Walking into the ward again I find myself confronted by another obvious conflict. Two patients are arguing. I stand back and watch the situation unfold: high-expressed emotion, words and threats of anger, potential personal attacks. Yet as quickly as it starts it settles. Words calm. “OK Bro…I get where you’re coming from. Friends? Friends!” Hugs, and a truce. Only a minute or two has passed, the situation resolved in this hothouse environment. But what has been happening in the background? Security have been called. Alarms have been pressed. Nurses are congregating around the scene. I see the patient being ‘escorted’ down the corridor. I hear his pleas: “Don’t take me to seclusion…” I hear the rationale: “You need some time out!” ‘Rational’ reasoning has been activated, an unstoppable juggernaut. The nurses’ fear leads to pre-conceptions about the patient, which generates automatic pre-determined actions: the sanctity of organisational values, the obsession with order, the need for a ‘productive shift’. I re-consider the truce between the patients and wonder why this was completely overlooked. The pre-judgements are impasses to change, disabling person-centred care. In contrast, considering the person requires flexibility, being responsive to the changes that occur, being tolerant of emotion, and for the whole team to support this understanding.

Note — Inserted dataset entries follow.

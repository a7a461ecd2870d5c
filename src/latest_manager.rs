//! Latest manager (spec.md §4.F): tracks, per shard, the row with the
//! greatest timestamp seen so far, and persists/rehydrates it via the
//! `latest_records` file (custom binary format, SPEC_FULL.md §4.F — modelled
//! on the teacher's hand-rolled `common::Position::read_from`/`write_to`).

use crate::error::{EngineError, Result};
use crate::row::{ColumnValue, Row};
use crate::schema::{ColumnType, Schema};
use crate::shard::VIN_NUM_RANGE;
use byteorder::{LittleEndian, ReadBytesExt, WriteBytesExt};
use std::fs::File;
use std::io::{BufReader, BufWriter, Read, Write};
use std::path::Path;
use std::sync::Mutex;

const MAGIC: u32 = 0x4C54_5354; // "LTST" in byte value, endian-agnostic as a tag

pub struct LatestManager {
    slots: Vec<Mutex<Option<Row>>>,
}

impl LatestManager {
    pub fn new() -> Self {
        Self {
            slots: (0..VIN_NUM_RANGE).map(|_| Mutex::new(None)).collect(),
        }
    }

    /// Folds a candidate row into shard `shard`'s slot if it is newer than
    /// what is already there — the compare-and-replace-if-newer publication
    /// the thread pool's commutativity argument (SPEC_FULL.md §5) relies on.
    pub fn offer(&self, shard: u16, candidate: Row) {
        let mut slot = self.slots[shard as usize].lock().unwrap();
        let replace = match slot.as_ref() {
            Some(current) => candidate.timestamp > current.timestamp,
            None => true,
        };
        if replace {
            *slot = Some(candidate);
        }
    }

    /// Projects shard `shard`'s latest row onto `columns`, or `None` if the
    /// shard has never had a row (or compaction hasn't reached it yet —
    /// callers fall back to the staging-file scan in that case).
    pub fn latest(&self, shard: u16, columns: &[String]) -> Option<Row> {
        let slot = self.slots[shard as usize].lock().unwrap();
        slot.as_ref().map(|row| Row {
            vin_num: row.vin_num,
            timestamp: row.timestamp,
            columns: columns
                .iter()
                .filter_map(|name| row.get(name).map(|v| (name.clone(), v.clone())))
                .collect(),
        })
    }

    /// Serializes every populated shard slot: `[magic: u32][count:
    /// u32][(vin_num: u16, has_row: u8, row)*]`. Rows are written in full
    /// schema order so that they can be rehydrated without a staging-file
    /// rescan.
    pub fn persist(&self, path: &Path, schema: &Schema) -> Result<()> {
        let mut w = BufWriter::new(File::create(path)?);
        w.write_u32::<LittleEndian>(MAGIC)?;

        let present: Vec<(u16, &Mutex<Option<Row>>)> = self
            .slots
            .iter()
            .enumerate()
            .map(|(i, m)| (i as u16, m))
            .collect();

        w.write_u32::<LittleEndian>(present.len() as u32)?;
        for (vin_num, slot) in present {
            let guard = slot.lock().unwrap();
            w.write_u16::<LittleEndian>(vin_num)?;
            match guard.as_ref() {
                Some(row) => {
                    w.write_u8(1)?;
                    write_full_row(&mut w, schema, row)?;
                }
                None => w.write_u8(0)?,
            }
        }
        w.flush()?;
        w.get_ref().sync_all()?;
        Ok(())
    }

    /// Rehydrates slots from a `latest_records` file. A missing, truncated,
    /// or bad-magic file is treated as "no prior latest state" — this file
    /// is a cache, never a source of truth — and simply leaves every slot
    /// empty rather than returning an error.
    pub fn load(&self, path: &Path, schema: &Schema) -> Result<()> {
        let file = match File::open(path) {
            Ok(f) => f,
            Err(_) => return Ok(()),
        };
        let mut r = BufReader::new(file);
        if try_load(&mut r, schema, &self.slots).is_err() {
            for slot in &self.slots {
                *slot.lock().unwrap() = None;
            }
        }
        Ok(())
    }
}

fn try_load(r: &mut impl Read, schema: &Schema, slots: &[Mutex<Option<Row>>]) -> Result<()> {
    let magic = r.read_u32::<LittleEndian>()?;
    if magic != MAGIC {
        return Err(EngineError::Internal("bad latest_records magic".into()));
    }
    let count = r.read_u32::<LittleEndian>()?;
    for _ in 0..count {
        let vin_num = r.read_u16::<LittleEndian>()?;
        let has_row = r.read_u8()?;
        if has_row == 1 {
            let row = read_full_row(r, schema, vin_num)?;
            if let Some(slot) = slots.get(vin_num as usize) {
                *slot.lock().unwrap() = Some(row);
            }
        }
    }
    Ok(())
}

fn write_full_row(w: &mut impl Write, schema: &Schema, row: &Row) -> Result<()> {
    w.write_i64::<LittleEndian>(row.timestamp)?;
    for (name, ty) in schema.columns() {
        match (ty, row.get(name)) {
            (ColumnType::Int32, Some(ColumnValue::Int32(v))) => w.write_i32::<LittleEndian>(*v)?,
            (ColumnType::Float64, Some(ColumnValue::Float64(v))) => w.write_f64::<LittleEndian>(*v)?,
            (ColumnType::Str, Some(ColumnValue::Str(v))) => {
                w.write_u8(v.len() as u8)?;
                w.write_all(v)?;
            }
            _ => return Err(EngineError::Internal(format!("latest row missing column {name}"))),
        }
    }
    Ok(())
}

fn read_full_row(r: &mut impl Read, schema: &Schema, vin_num: u16) -> Result<Row> {
    let timestamp = r.read_i64::<LittleEndian>()?;
    let mut columns = Vec::with_capacity(schema.columns().len());
    for (name, ty) in schema.columns() {
        let value = match ty {
            ColumnType::Int32 => ColumnValue::Int32(r.read_i32::<LittleEndian>()?),
            ColumnType::Float64 => ColumnValue::Float64(r.read_f64::<LittleEndian>()?),
            ColumnType::Str => {
                let len = r.read_u8()? as usize;
                let mut buf = vec![0u8; len];
                r.read_exact(&mut buf)?;
                ColumnValue::Str(buf)
            }
        };
        columns.push((name.clone(), value));
    }
    Ok(Row {
        vin_num,
        timestamp,
        columns,
    })
}

#[cfg(test)]
mod tests {
    use super::*;
    use crate::schema::Schema;
    use tempfile::tempdir;

    fn schema() -> Schema {
        Schema::new(vec![("speed".into(), ColumnType::Int32)]).unwrap()
    }

    fn row(vin: u16, ts: i64, speed: i32) -> Row {
        Row {
            vin_num: vin,
            timestamp: ts,
            columns: vec![("speed".into(), ColumnValue::Int32(speed))],
        }
    }

    #[test]
    fn offer_keeps_the_newest_row() {
        let mgr = LatestManager::new();
        mgr.offer(3, row(3, 1000, 1));
        mgr.offer(3, row(3, 500, 99));
        mgr.offer(3, row(3, 2000, 2));
        let latest = mgr.latest(3, &["speed".to_string()]).unwrap();
        assert_eq!(latest.timestamp, 2000);
        assert_eq!(latest.get("speed").unwrap().as_i32(), Some(2));
    }

    #[test]
    fn persists_and_reloads() {
        let mgr = LatestManager::new();
        mgr.offer(10, row(10, 1234, 7));
        let schema = schema();

        let dir = tempdir().unwrap();
        let path = dir.path().join("latest_records");
        mgr.persist(&path, &schema).unwrap();

        let reloaded = LatestManager::new();
        reloaded.load(&path, &schema).unwrap();
        let latest = reloaded.latest(10, &["speed".to_string()]).unwrap();
        assert_eq!(latest.timestamp, 1234);
    }

    #[test]
    fn missing_file_is_not_an_error() {
        let mgr = LatestManager::new();
        let dir = tempdir().unwrap();
        mgr.load(&dir.path().join("does-not-exist"), &schema()).unwrap();
        assert!(mgr.latest(0, &["speed".to_string()]).is_none());
    }
}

Reasoning is sometimes the only option I’m left with in a field that struggles to value my experience as a former patient. Without any clinical experience—and certainly no inclination to acquire it—and often only having recourse to my wits, my gut instincts, or the things I’ve seen but struggle to comprehend, reasoning gives me licence to demand a place in the conversation. Regardless of whether my presence provokes false inclusion—“oh, we must get a consumer representative for this”, without any intention of using my perspective beyond tokenistic incorporation—or outright belligerence—“what do we need them for, they don’t do anything!”—reasoning lets me challenge. It lets me listen to all the tired justifications, the moribund discussions, the endless, vacuous appeals to ‘recovery’, to ‘choice’, and to ‘self-determination’—where non of these things exist—and open up the conversation with “I’m curious, but…”. Reasoning lets me see that there is very little reasoning going on around me, but rather appeals and injunctions to competing values that have never been acknowledged. Reasoning lets me say, with confidence, “that’s really interesting. However, what I think we need to consider are the values in this…”

My head is now full of values; I am aware of them in every nook and cranny. But are they only from my perspective? How can I ensure my pre-conceptions, my idea of what should be, does not suffocate others’ values? How do I ensure a space for all values and yet avoid subjective chaos, keeping all the values in play, including the professional, the organisational and the personal, balancing values as they present in action. Do I really know the others’ values? What’s important for them at this time? What’s driving their actions? And if I come back to my role, and want to trumpet myself as a liberated, values-aware nurse I have to ask myself: have I linked in with the patients’ perspective? When I am giving them their depot medication? When I am writing in the chart about their day? When I am visiting them at ‘home’? In short, do I truly know their values are? There are so many questions, and not enough answers; maybe more knowledge will solve the problem?